I came across this note on Lily’s dresser the other day, and it made me smile. Lexie has become a really good artist and Lily, who is four years younger, often compares her artwork unfavorably with Lexie’s. We all remind Lily that she’s much younger than Lexie and that Lexie is so good at drawing because she practices a lot. If she practices, she’ll get better, too.
The note reminded me once again that our children have so much to teach us. Every day, Lexie reminds me not to be afraid to take risks and to be less concerned about what others think. She calmly turns her back on the “popular” choices again and again to follow her own path. She doesn’t allow herself to be pulled into anyone else’s drama, which let’s face it, is a huge energy drain. When Lexie was in second grade, her teacher shared a story about how one of the boys in the class announced that he and Lexie were the smartest. To which 7-year-old Lexie replied, “Don’t drag me into this.” Oh, the stuff I’ve let myself get dragged into! The mental energy I’ve expended on problems (real or imagined, and aren’t most of them imagined?) that pulled me away from things that would’ve filled my life with meaning and purpose.
Like writing. Every night I catch Lexie out of bed, typing away furiously on the computer in our office. At this point, I’ve usually collapsed on the sofa to watch re-runs of “Friends.” But Lexie, who has had an equally long day of school followed by dance class or art club or volleyball, courageously meets up with her muse (and, yes, it takes courage) for these late-night creative sessions. My muse accuses me letting myself get distracted by obligations and the expectations of others as an excuse to avoid the risks—and possible failures—that are inevitable when you “throw off the bowlines and sail away from the safe harbor.”
For the first year of her life, Lexie would not deal with anyone other than me. Not Tim, not my mother. No one. Oh sure, she’d smile at them and occasionally let them hold her. But when she wanted me, that was that. I’d never seen such an iron will in my life. Lexie spent her first year strapped to my chest, quietly and peacefully watching the world from the safety of a Baby Bjorn.
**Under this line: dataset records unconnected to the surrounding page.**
//! Size-based rotating log file writer

use std::fs::{self, File, OpenOptions};
use std::io::Write;
use std::path::{Path, PathBuf};

use crate::error::{Error, Result};

/// Appends formatted lines to a log file, rotating when a write would push
/// the file past `max_bytes`.
///
/// On rotation the current file is renamed to `<name>.1`, existing backups
/// shift up (`<name>.1` to `<name>.2` and so on), the backup beyond
/// `backup_count` is deleted, and a fresh file is opened. The triggering
/// line lands in the fresh file, so rotation never loses or duplicates a
/// record. With `backup_count == 0` the file is truncated in place.
pub struct RotatingFileWriter {
    path: PathBuf,
    file: File,
    size: u64,
    max_bytes: u64,
    backup_count: u32,
}

impl RotatingFileWriter {
    /// Open (or create) the log file in append mode. Picks up the size of
    /// an existing file so rotation thresholds hold across restarts.
    pub fn open(path: PathBuf, max_bytes: u64, backup_count: u32) -> Result<Self> {
        let file = OpenOptions::new()
            .create(true)
            .append(true)
            .open(&path)
            .map_err(|e| Error::OpenLogFile {
                path: path.clone(),
                source: e,
            })?;
        let size = file.metadata().map(|m| m.len()).unwrap_or(0);
        Ok(Self {
            path,
            file,
            size,
            max_bytes,
            backup_count,
        })
    }

    pub fn path(&self) -> &Path {
        &self.path
    }

    /// Append one line, rotating first if appending would overflow. An
    /// oversize line on an empty file is written without rotating.
    pub fn write_line(&mut self, line: &str) -> Result<()> {
        let incoming = line.len() as u64 + 1;
        if self.size > 0 && self.size + incoming > self.max_bytes {
            self.rotate()?;
        }
        self.file.write_all(line.as_bytes())?;
        self.file.write_all(b"\n")?;
        self.size += incoming;
        Ok(())
    }

    pub fn flush(&mut self) -> Result<()> {
        self.file.flush().map_err(Error::Write)
    }

    fn backup_path(&self, index: u32) -> PathBuf {
        let mut name = self.path.as_os_str().to_os_string();
        name.push(format!(".{index}"));
        PathBuf::from(name)
    }

    fn rotate(&mut self) -> Result<()> {
        self.file.flush()?;

        if self.backup_count == 0 {
            self.file = OpenOptions::new()
                .write(true)
                .truncate(true)
                .open(&self.path)
                .map_err(|e| Error::OpenLogFile {
                    path: self.path.clone(),
                    source: e,
                })?;
            self.size = 0;
            return Ok(());
        }

        let oldest = self.backup_path(self.backup_count);
        if oldest.exists() {
            fs::remove_file(&oldest).map_err(|e| Error::Rotation {
                path: oldest,
                source: e,
            })?;
        }
        for index in (1..self.backup_count).rev() {
            let from = self.backup_path(index);
            if from.exists() {
                fs::rename(&from, self.backup_path(index + 1)).map_err(|e| Error::Rotation {
                    path: from,
                    source: e,
                })?;
            }
        }
        fs::rename(&self.path, self.backup_path(1)).map_err(|e| Error::Rotation {
            path: self.path.clone(),
            source: e,
        })?;

        self.file = OpenOptions::new()
            .create(true)
            .append(true)
            .open(&self.path)
            .map_err(|e| Error::OpenLogFile {
                path: self.path.clone(),
                source: e,
            })?;
        self.size = 0;
        Ok(())
    }
}

#[cfg(test)]
mod tests {
    use super::*;
    use std::fs;
    use tempfile::TempDir;

    fn read_lines(path: &Path) -> Vec<String> {
        fs::read_to_string(path)
            .unwrap_or_default()
            .lines()
            .map(|l| l.to_string())
            .collect()
    }

    #[test]
    fn test_writes_without_rotation_below_threshold() {
        let tmp = TempDir::new().expect("tmp");
        let path = tmp.path().join("svc.log");
        let mut writer = RotatingFileWriter::open(path.clone(), 1024, 2).expect("open");
        writer.write_line("one").expect("write");
        writer.write_line("two").expect("write");
        writer.flush().expect("flush");

        assert_eq!(writer.path(), path.as_path());
        assert_eq!(read_lines(&path), vec!["one", "two"]);
        assert!(!tmp.path().join("svc.log.1").exists());
    }

    #[test]
    fn test_rotation_keeps_triggering_record_exactly_once() {
        let tmp = TempDir::new().expect("tmp");
        let path = tmp.path().join("svc.log");
        // Threshold fits two 10-byte lines; the third write rotates.
        let mut writer = RotatingFileWriter::open(path.clone(), 20, 2).expect("open");
        writer.write_line("aaaaaaaaa").expect("write");
        writer.write_line("bbbbbbbbb").expect("write");
        writer.write_line("ccccccccc").expect("write");
        writer.flush().expect("flush");

        assert_eq!(read_lines(&path), vec!["ccccccccc"]);
        assert_eq!(
            read_lines(&tmp.path().join("svc.log.1")),
            vec!["aaaaaaaaa", "bbbbbbbbb"]
        );
    }

    #[test]
    fn test_backups_never_exceed_backup_count() {
        let tmp = TempDir::new().expect("tmp");
        let path = tmp.path().join("svc.log");
        let mut writer = RotatingFileWriter::open(path.clone(), 20, 2).expect("open");
        for i in 0..50 {
            writer.write_line(&format!("line {i:04}")).expect("write");
        }
        writer.flush().expect("flush");

        assert!(tmp.path().join("svc.log.1").exists());
        assert!(tmp.path().join("svc.log.2").exists());
        assert!(!tmp.path().join("svc.log.3").exists());
    }

    #[test]
    fn test_newest_backup_has_lowest_index() {
        let tmp = TempDir::new().expect("tmp");
        let path = tmp.path().join("svc.log");
        let mut writer = RotatingFileWriter::open(path.clone(), 20, 3).expect("open");
        for i in 0..8 {
            writer.write_line(&format!("line {i:04}")).expect("write");
        }
        writer.flush().expect("flush");

        let current = read_lines(&path);
        let first_backup = read_lines(&tmp.path().join("svc.log.1"));
        let last_current = current.last().expect("current not empty").clone();
        let last_backup = first_backup.last().expect("backup not empty").clone();
        assert!(last_current > last_backup, "{last_current} vs {last_backup}");
    }

    #[test]
    fn test_zero_backup_count_truncates_in_place() {
        let tmp = TempDir::new().expect("tmp");
        let path = tmp.path().join("svc.log");
        let mut writer = RotatingFileWriter::open(path.clone(), 20, 0).expect("open");
        for i in 0..10 {
            writer.write_line(&format!("line {i:04}")).expect("write");
        }
        writer.flush().expect("flush");

        assert!(!tmp.path().join("svc.log.1").exists());
        assert!(read_lines(&path).len() <= 2);
    }

    #[test]
    fn test_reopen_resumes_existing_size() {
        let tmp = TempDir::new().expect("tmp");
        let path = tmp.path().join("svc.log");
        {
            let mut writer = RotatingFileWriter::open(path.clone(), 20, 2).expect("open");
            writer.write_line("aaaaaaaaa").expect("write");
            writer.write_line("bbbbbbbbb").expect("write");
            writer.flush().expect("flush");
        }
        let mut writer = RotatingFileWriter::open(path.clone(), 20, 2).expect("reopen");
        writer.write_line("ccccccccc").expect("write");
        writer.flush().expect("flush");

        assert_eq!(read_lines(&path), vec!["ccccccccc"]);
        assert!(tmp.path().join("svc.log.1").exists());
    }
}
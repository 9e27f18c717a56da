//! Top-level panic boundary wired into the logging pipeline

use std::panic;

use crate::logging::Logger;

/// Log unhandled panics at FATAL through `logger` before the previously
/// installed hook (normally the default stderr printer) runs.
///
/// Call this after the session is initialized so the record reaches the
/// configured handlers rather than the console-only fallback.
pub fn install_panic_hook(logger: Logger) {
    let previous = panic::take_hook();
    panic::set_hook(Box::new(move |info| {
        let message = info
            .payload()
            .downcast_ref::<&str>()
            .map(|s| (*s).to_string())
            .or_else(|| info.payload().downcast_ref::<String>().cloned())
            .unwrap_or_else(|| "unhandled panic".to_string());
        match info.location() {
            Some(location) => logger.fatal(&format!(
                "panic at {}:{}: {message}",
                location.file(),
                location.line()
            )),
            None => logger.fatal(&format!("panic: {message}")),
        }
        previous(info);
    }));
}
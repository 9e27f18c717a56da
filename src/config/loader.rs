//! Config source resolution and file loading

use crate::config::merge::merge_values;
use crate::error::{Error, Result};
use serde_yaml::{Mapping, Value};
use std::fs;
use std::path::{Path, PathBuf};

const CONFIG_EXTENSIONS: &[&str] = &["yaml", "yml", "toml"];

/// Ordered configuration layers for one application, lowest to highest
/// precedence:
///
/// 1. package/application default (if supplied)
/// 2. `~/.{app}.{yaml|yml|toml}` in the user's home directory
/// 3. `{app}.{yaml|yml|toml}` in the working directory
/// 4. explicit path supplied by the caller
///
/// A layer whose file does not exist is skipped; a layer that exists but is
/// malformed fails the whole load.
#[derive(Debug, Clone)]
pub struct ConfigSources {
    app_name: String,
    default_path: Option<PathBuf>,
    explicit_path: Option<PathBuf>,
    home_dir: Option<PathBuf>,
    working_dir: Option<PathBuf>,
}

impl ConfigSources {
    /// Sources for `app_name`, discovering the home and working directories
    /// from the environment.
    pub fn for_app(app_name: &str) -> Self {
        Self {
            app_name: app_name.to_string(),
            default_path: None,
            explicit_path: None,
            home_dir: None,
            working_dir: None,
        }
    }

    /// Set the lowest-precedence package default file.
    pub fn default_path(mut self, path: impl Into<PathBuf>) -> Self {
        self.default_path = Some(path.into());
        self
    }

    /// Set the highest-precedence explicit config file.
    pub fn explicit_path(mut self, path: impl Into<PathBuf>) -> Self {
        self.explicit_path = Some(path.into());
        self
    }

    /// Override the directory searched for `.{app}.{ext}` (normally the
    /// user's home directory).
    pub fn home_dir(mut self, path: impl Into<PathBuf>) -> Self {
        self.home_dir = Some(path.into());
        self
    }

    /// Override the directory searched for `{app}.{ext}` (normally the
    /// current working directory).
    pub fn working_dir(mut self, path: impl Into<PathBuf>) -> Self {
        self.working_dir = Some(path.into());
        self
    }

    /// Candidate files in precedence order, lowest first.
    fn layers(&self) -> Vec<PathBuf> {
        let mut layers = Vec::new();
        if let Some(path) = &self.default_path {
            layers.push(path.clone());
        }
        let home = self.home_dir.clone().or_else(dirs::home_dir);
        if let Some(home) = home {
            if let Some(found) = first_existing(&home, &format!(".{}", self.app_name)) {
                layers.push(found);
            }
        }
        let cwd = self.working_dir.clone().or_else(|| std::env::current_dir().ok());
        if let Some(cwd) = cwd {
            if let Some(found) = first_existing(&cwd, &self.app_name) {
                layers.push(found);
            }
        }
        if let Some(path) = &self.explicit_path {
            layers.push(path.clone());
        }
        layers
    }

    /// Load and merge all existing layers into one tree.
    ///
    /// Pure over filesystem reads: no source files are modified. When no
    /// layer exists the result is an empty mapping, not an error.
    pub fn load(&self) -> Result<Value> {
        let mut merged = Value::Mapping(Mapping::new());
        for path in self.layers() {
            if !path.exists() {
                continue;
            }
            merged = merge_values(merged, parse_file(&path)?);
        }
        Ok(merged)
    }
}

/// Parse a single YAML or TOML config file into the generic tree.
pub fn parse_file(path: &Path) -> Result<Value> {
    let parse_err = |message: String| Error::ConfigParse {
        path: path.to_path_buf(),
        message,
    };

    let content = fs::read_to_string(path).map_err(|e| parse_err(e.to_string()))?;
    let ext = path
        .extension()
        .and_then(|e| e.to_str())
        .unwrap_or("")
        .to_ascii_lowercase();

    let value = match ext.as_str() {
        "yaml" | "yml" => {
            serde_yaml::from_str(&content).map_err(|e| parse_err(e.to_string()))?
        }
        "toml" => {
            // Parse as TOML, then convert into the shared tree representation
            // so TOML and YAML layers merge uniformly.
            let raw: toml::Value =
                toml::from_str(&content).map_err(|e| parse_err(e.to_string()))?;
            serde_yaml::to_value(raw).map_err(|e| parse_err(e.to_string()))?
        }
        other => {
            return Err(parse_err(format!("unsupported config extension '.{other}'")));
        }
    };

    // An empty document parses as null; treat it as an empty mapping so it
    // merges as a no-op layer.
    Ok(match value {
        Value::Null => Value::Mapping(Mapping::new()),
        value => value,
    })
}

fn first_existing(dir: &Path, stem: &str) -> Option<PathBuf> {
    CONFIG_EXTENSIONS
        .iter()
        .map(|ext| dir.join(format!("{stem}.{ext}")))
        .find(|path| path.exists())
}
//! Explicit session facade over config merging and the logging pipeline

use std::sync::{Mutex, MutexGuard};

use serde_yaml::Value;

use crate::config::ConfigSources;
use crate::error::Result;
use crate::logging::{Logger, LoggingConfig, LoggingPipeline};

/// One-time initialization of configuration and logging, shared by
/// reference across an application.
///
/// This is an explicit object rather than a process-wide singleton:
/// construct one, pass it to whatever needs config or loggers, and call
/// [`Session::initialize`] once. Repeated initialization is a no-op (first
/// configuration wins), `reset` returns to the uninitialized state for test
/// isolation, and `stop_logging` flushes the pipeline.
pub struct Session {
    state: Mutex<SessionState>,
    /// Console-only pipeline backing logger lookups before initialization.
    fallback: LoggingPipeline,
}

#[derive(Default)]
struct SessionState {
    config: Option<Value>,
    pipeline: Option<LoggingPipeline>,
}

impl Session {
    pub fn new() -> Self {
        Self {
            state: Mutex::new(SessionState::default()),
            fallback: LoggingPipeline::console_only(),
        }
    }

    /// Merge the configured sources, derive the logging configuration from
    /// the `logging` namespace, and build the pipeline.
    ///
    /// Safe under concurrent first-call races; the losing caller sees the
    /// no-op path. On failure no handler state is installed and the session
    /// stays uninitialized, so a later call may retry.
    pub fn initialize(&self, sources: &ConfigSources) -> Result<()> {
        let mut state = self.lock();
        if let Some(pipeline) = &state.pipeline {
            pipeline
                .get_logger("session")
                .warn("session already initialized; ignoring repeated initialize call");
            return Ok(());
        }

        let merged = sources.load()?;
        let logging_cfg = LoggingConfig::from_value(&merged)?;
        let pipeline = LoggingPipeline::configure(&logging_cfg)?;

        state.config = Some(merged);
        state.pipeline = Some(pipeline);
        Ok(())
    }

    pub fn is_initialized(&self) -> bool {
        self.lock().pipeline.is_some()
    }

    /// The merged configuration tree, or `None` before initialization.
    pub fn get_config(&self) -> Option<Value> {
        self.lock().config.clone()
    }

    /// Logger lookup. Before initialization this returns a handle backed by
    /// a console-only pipeline at INFO instead of failing.
    pub fn get_logger(&self, name: &str) -> Logger {
        let state = self.lock();
        match &state.pipeline {
            Some(pipeline) => pipeline.get_logger(name),
            None => self.fallback.get_logger(name),
        }
    }

    /// Flush the pipeline, draining the async listener if one is running.
    /// Valid in either state and idempotent.
    pub fn stop_logging(&self) {
        if let Some(pipeline) = &self.lock().pipeline {
            pipeline.stop();
        }
    }

    /// Unconditionally return to the uninitialized state, discarding the
    /// cached configuration and pipeline so the next `initialize` re-runs
    /// resolution from scratch. Callers that care about flushing call
    /// [`Session::stop_logging`] first.
    pub fn reset(&self) {
        let mut state = self.lock();
        state.config = None;
        state.pipeline = None;
    }

    fn lock(&self) -> MutexGuard<'_, SessionState> {
        self.state
            .lock()
            .unwrap_or_else(|poisoned| poisoned.into_inner())
    }
}

impl Default for Session {
    fn default() -> Self {
        Self::new()
    }
}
Lexie was so very shy, though, that I worried about how she’d handle her first birthday party. We weren’t planning anything too overwhelming, just the grandparents and a few close friends and their children. But it was still a lot of attention. The big day came and we watched in amazement as Lexie toddled around, chatting and flirting with all her guests. Who was this child? And then I realized that every now and then Lexie would disappear into her bedroom and flop down on the beanbag chair. Just for a minute or two, and then bounce back up, ready to face the crowd again. Somehow, at the age of one, this child knew what she needed in a way that many of us adults are still trying to figure out.
(She still does this, by the way. At the beginning of every school year, her new teacher wonders if there’s something wrong because this girl who had been so social is suddenly walking around the playground by herself. I explain that, no, nothing is wrong; she just needs time to recharge her batteries.)
I understand that Lexie and I are different and that my greater desire to “connect” has its benefits, too. But I know when I’m taking it too far and using the “busy-ness” as an excuse. And that’s when I need to tap into my own iron will, channel my inner Lexie, and not let anyone or anything—not even my own weariness, get in the way of pursuing those dreams.
Drawing stick people is safe and comfortable. But if you don’t take the plunge and draw a body, you’ll never get anywhere.